[Stored entries]

=== Section Start ===

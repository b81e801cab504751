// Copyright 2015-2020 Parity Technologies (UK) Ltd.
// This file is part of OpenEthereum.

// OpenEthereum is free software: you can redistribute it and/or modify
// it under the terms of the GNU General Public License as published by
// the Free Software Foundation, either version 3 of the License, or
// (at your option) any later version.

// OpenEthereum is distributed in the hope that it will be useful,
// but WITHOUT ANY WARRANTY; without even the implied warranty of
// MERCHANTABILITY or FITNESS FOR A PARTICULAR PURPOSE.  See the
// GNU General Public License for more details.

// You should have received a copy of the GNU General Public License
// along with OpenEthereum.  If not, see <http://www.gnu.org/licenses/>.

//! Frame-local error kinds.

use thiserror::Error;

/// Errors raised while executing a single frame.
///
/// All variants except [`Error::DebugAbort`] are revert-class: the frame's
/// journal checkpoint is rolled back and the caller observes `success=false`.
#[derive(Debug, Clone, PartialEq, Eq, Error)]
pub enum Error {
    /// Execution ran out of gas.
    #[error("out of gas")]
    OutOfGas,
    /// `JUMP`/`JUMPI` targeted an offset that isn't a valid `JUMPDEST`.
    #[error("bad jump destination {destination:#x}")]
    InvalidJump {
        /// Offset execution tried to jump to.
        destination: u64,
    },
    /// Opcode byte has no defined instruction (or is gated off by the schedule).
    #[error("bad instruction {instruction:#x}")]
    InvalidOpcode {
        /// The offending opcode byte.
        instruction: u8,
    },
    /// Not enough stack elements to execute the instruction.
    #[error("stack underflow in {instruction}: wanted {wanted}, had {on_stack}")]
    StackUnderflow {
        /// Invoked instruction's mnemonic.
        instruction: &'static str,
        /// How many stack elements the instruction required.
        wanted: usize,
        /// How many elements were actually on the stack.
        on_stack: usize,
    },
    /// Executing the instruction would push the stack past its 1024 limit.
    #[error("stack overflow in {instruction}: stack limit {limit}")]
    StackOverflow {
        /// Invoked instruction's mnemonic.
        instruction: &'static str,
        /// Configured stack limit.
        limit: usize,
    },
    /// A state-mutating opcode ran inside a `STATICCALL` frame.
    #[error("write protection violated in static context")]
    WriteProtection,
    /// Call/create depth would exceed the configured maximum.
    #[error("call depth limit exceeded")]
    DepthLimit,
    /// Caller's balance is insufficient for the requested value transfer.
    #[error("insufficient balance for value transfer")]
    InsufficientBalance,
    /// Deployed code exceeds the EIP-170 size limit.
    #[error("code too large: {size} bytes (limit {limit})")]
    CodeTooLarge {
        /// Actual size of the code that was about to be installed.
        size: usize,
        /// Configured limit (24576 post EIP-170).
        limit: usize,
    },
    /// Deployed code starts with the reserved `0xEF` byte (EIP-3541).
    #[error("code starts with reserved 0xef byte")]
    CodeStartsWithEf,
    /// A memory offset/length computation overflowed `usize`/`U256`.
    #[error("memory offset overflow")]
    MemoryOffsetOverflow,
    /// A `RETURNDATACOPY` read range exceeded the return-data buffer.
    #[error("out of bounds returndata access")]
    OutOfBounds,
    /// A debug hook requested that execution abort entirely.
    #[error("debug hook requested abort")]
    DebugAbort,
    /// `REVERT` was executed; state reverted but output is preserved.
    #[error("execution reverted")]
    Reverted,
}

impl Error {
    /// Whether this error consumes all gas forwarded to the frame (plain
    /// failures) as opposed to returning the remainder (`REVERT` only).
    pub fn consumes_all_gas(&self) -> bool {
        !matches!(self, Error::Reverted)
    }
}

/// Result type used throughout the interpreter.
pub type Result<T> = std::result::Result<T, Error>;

=== Section End ===

### PROBLEM TO SOLVE
Each of the records above is to be reproduced word for word.

### WRITTEN RESPONSE
repository b81e801cab504751
// Copyright 2015-2020 Parity Technologies (UK) Ltd.
// This file is part of OpenEthereum.

// OpenEthereum is free software: you can redistribute it and/or modify
// it under the terms of the GNU General Public License as published by
// the Free Software Foundation, either version 3 of the License, or
// (at your option) any later version.

// OpenEthereum is distributed in the hope that it will be useful,
// but WITHOUT ANY WARRANTY; without even the implied warranty of
// MERCHANTABILITY or FITNESS FOR A PARTICULAR PURPOSE.  See the
// GNU General Public License for more details.

// You should have received a copy of the GNU General Public License
// along with OpenEthereum.  If not, see <http://www.gnu.org/licenses/>.

//! Frame-local error kinds.

use thiserror::Error;

/// Errors raised while executing a single frame.
///
/// All variants except [`Error::DebugAbort`] are revert-class: the frame's
/// journal checkpoint is rolled back and the caller observes `success=false`.
#[derive(Debug, Clone, PartialEq, Eq, Error)]
pub enum Error {
    /// Execution ran out of gas.
    #[error("out of gas")]
    OutOfGas,
    /// `JUMP`/`JUMPI` targeted an offset that isn't a valid `JUMPDEST`.
    #[error("bad jump destination {destination:#x}")]
    InvalidJump {
        /// Offset execution tried to jump to.
        destination: u64,
    },
    /// Opcode byte has no defined instruction (or is gated off by the schedule).
    #[error("bad instruction {instruction:#x}")]
    InvalidOpcode {
        /// The offending opcode byte.
        instruction: u8,
    },
    /// Not enough stack elements to execute the instruction.
    #[error("stack underflow in {instruction}: wanted {wanted}, had {on_stack}")]
    StackUnderflow {
        /// Invoked instruction's mnemonic.
        instruction: &'static str,
        /// How many stack elements the instruction required.
        wanted: usize,
        /// How many elements were actually on the stack.
        on_stack: usize,
    },
    /// Executing the instruction would push the stack past its 1024 limit.
    #[error("stack overflow in {instruction}: stack limit {limit}")]
    StackOverflow {
        /// Invoked instruction's mnemonic.
        instruction: &'static str,
        /// Configured stack limit.
        limit: usize,
    },
    /// A state-mutating opcode ran inside a `STATICCALL` frame.
    #[error("write protection violated in static context")]
    WriteProtection,
    /// Call/create depth would exceed the configured maximum.
    #[error("call depth limit exceeded")]
    DepthLimit,
    /// Caller's balance is insufficient for the requested value transfer.
    #[error("insufficient balance for value transfer")]
    InsufficientBalance,
    /// Deployed code exceeds the EIP-170 size limit.
    #[error("code too large: {size} bytes (limit {limit})")]
    CodeTooLarge {
        /// Actual size of the code that was about to be installed.
        size: usize,
        /// Configured limit (24576 post EIP-170).
        limit: usize,
    },
    /// Deployed code starts with the reserved `0xEF` byte (EIP-3541).
    #[error("code starts with reserved 0xef byte")]
    CodeStartsWithEf,
    /// A memory offset/length computation overflowed `usize`/`U256`.
    #[error("memory offset overflow")]
    MemoryOffsetOverflow,
    /// A `RETURNDATACOPY` read range exceeded the return-data buffer.
    #[error("out of bounds returndata access")]
    OutOfBounds,
    /// A debug hook requested that execution abort entirely.
    #[error("debug hook requested abort")]
    DebugAbort,
    /// `REVERT` was executed; state reverted but output is preserved.
    #[error("execution reverted")]
    Reverted,
}

impl Error {
    /// Whether this error consumes all gas forwarded to the frame (plain
    /// failures) as opposed to returning the remainder (`REVERT` only).
    pub fn consumes_all_gas(&self) -> bool {
        !matches!(self, Error::Reverted)
    }
}

/// Result type used throughout the interpreter.
pub type Result<T> = std::result::Result<T, Error>;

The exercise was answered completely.